(Beginning of SOURCE DATA)

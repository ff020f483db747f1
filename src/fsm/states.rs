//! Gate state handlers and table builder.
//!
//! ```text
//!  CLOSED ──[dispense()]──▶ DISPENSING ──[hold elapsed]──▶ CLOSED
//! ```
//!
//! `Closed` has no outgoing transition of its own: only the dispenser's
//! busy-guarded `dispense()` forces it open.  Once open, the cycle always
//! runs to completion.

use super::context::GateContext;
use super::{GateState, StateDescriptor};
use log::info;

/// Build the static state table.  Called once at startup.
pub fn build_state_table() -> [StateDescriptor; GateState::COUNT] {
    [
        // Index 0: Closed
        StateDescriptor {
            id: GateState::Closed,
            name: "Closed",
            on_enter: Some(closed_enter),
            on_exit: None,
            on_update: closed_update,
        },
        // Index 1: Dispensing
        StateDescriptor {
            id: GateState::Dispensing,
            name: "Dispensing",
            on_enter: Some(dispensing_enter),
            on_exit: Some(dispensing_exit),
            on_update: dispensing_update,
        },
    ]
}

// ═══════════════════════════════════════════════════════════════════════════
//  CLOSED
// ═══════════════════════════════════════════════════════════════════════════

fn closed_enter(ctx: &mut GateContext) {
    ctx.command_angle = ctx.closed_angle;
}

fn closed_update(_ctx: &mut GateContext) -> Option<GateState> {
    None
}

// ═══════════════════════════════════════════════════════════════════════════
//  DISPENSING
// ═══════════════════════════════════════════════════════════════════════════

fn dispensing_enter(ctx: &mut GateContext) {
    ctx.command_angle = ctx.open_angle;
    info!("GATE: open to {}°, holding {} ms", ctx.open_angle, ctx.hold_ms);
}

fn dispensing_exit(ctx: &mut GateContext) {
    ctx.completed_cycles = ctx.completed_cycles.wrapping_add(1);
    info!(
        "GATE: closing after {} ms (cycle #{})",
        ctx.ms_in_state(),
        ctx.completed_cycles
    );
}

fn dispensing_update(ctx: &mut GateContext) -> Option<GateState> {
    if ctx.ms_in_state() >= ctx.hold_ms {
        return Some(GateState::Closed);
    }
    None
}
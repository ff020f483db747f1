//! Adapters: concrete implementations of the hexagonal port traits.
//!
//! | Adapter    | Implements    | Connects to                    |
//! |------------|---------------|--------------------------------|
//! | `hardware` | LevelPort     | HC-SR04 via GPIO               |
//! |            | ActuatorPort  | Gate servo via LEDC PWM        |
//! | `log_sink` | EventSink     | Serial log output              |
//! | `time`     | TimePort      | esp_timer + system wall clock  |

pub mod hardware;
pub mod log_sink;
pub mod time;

(End of SOURCE DATA)

### TASK PROMPT
The records above need to be transcribed in full. Keep every character unchanged.

### RESPONSE
repository ff020f483db747f1
filename src/fsm/states.rs
//! Gate state handlers and table builder.
//!
//! ```text
//!  CLOSED ──[dispense()]──▶ DISPENSING ──[hold elapsed]──▶ CLOSED
//! ```
//!
//! `Closed` has no outgoing transition of its own: only the dispenser's
//! busy-guarded `dispense()` forces it open.  Once open, the cycle always
//! runs to completion.

use super::context::GateContext;
use super::{GateState, StateDescriptor};
use log::info;

/// Build the static state table.  Called once at startup.
pub fn build_state_table() -> [StateDescriptor; GateState::COUNT] {
    [
        // Index 0: Closed
        StateDescriptor {
            id: GateState::Closed,
            name: "Closed",
            on_enter: Some(closed_enter),
            on_exit: None,
            on_update: closed_update,
        },
        // Index 1: Dispensing
        StateDescriptor {
            id: GateState::Dispensing,
            name: "Dispensing",
            on_enter: Some(dispensing_enter),
            on_exit: Some(dispensing_exit),
            on_update: dispensing_update,
        },
    ]
}

// ═══════════════════════════════════════════════════════════════════════════
//  CLOSED
// ═══════════════════════════════════════════════════════════════════════════

fn closed_enter(ctx: &mut GateContext) {
    ctx.command_angle = ctx.closed_angle;
}

fn closed_update(_ctx: &mut GateContext) -> Option<GateState> {
    None
}

// ═══════════════════════════════════════════════════════════════════════════
//  DISPENSING
// ═══════════════════════════════════════════════════════════════════════════

fn dispensing_enter(ctx: &mut GateContext) {
    ctx.command_angle = ctx.open_angle;
    info!("GATE: open to {}°, holding {} ms", ctx.open_angle, ctx.hold_ms);
}

fn dispensing_exit(ctx: &mut GateContext) {
    ctx.completed_cycles = ctx.completed_cycles.wrapping_add(1);
    info!(
        "GATE: closing after {} ms (cycle #{})",
        ctx.ms_in_state(),
        ctx.completed_cycles
    );
}

fn dispensing_update(ctx: &mut GateContext) -> Option<GateState> {
    if ctx.ms_in_state() >= ctx.hold_ms {
        return Some(GateState::Closed);
    }
    None
}
repository ff020f483db747f1
//! Adapters: concrete implementations of the hexagonal port traits.
//!
//! | Adapter    | Implements    | Connects to                    |
//! |------------|---------------|--------------------------------|
//! | `hardware` | LevelPort     | HC-SR04 via GPIO               |
//! |            | ActuatorPort  | Gate servo via LEDC PWM        |
//! | `log_sink` | EventSink     | Serial log output              |
//! | `time`     | TimePort      | esp_timer + system wall clock  |

pub mod hardware;
pub mod log_sink;
pub mod time;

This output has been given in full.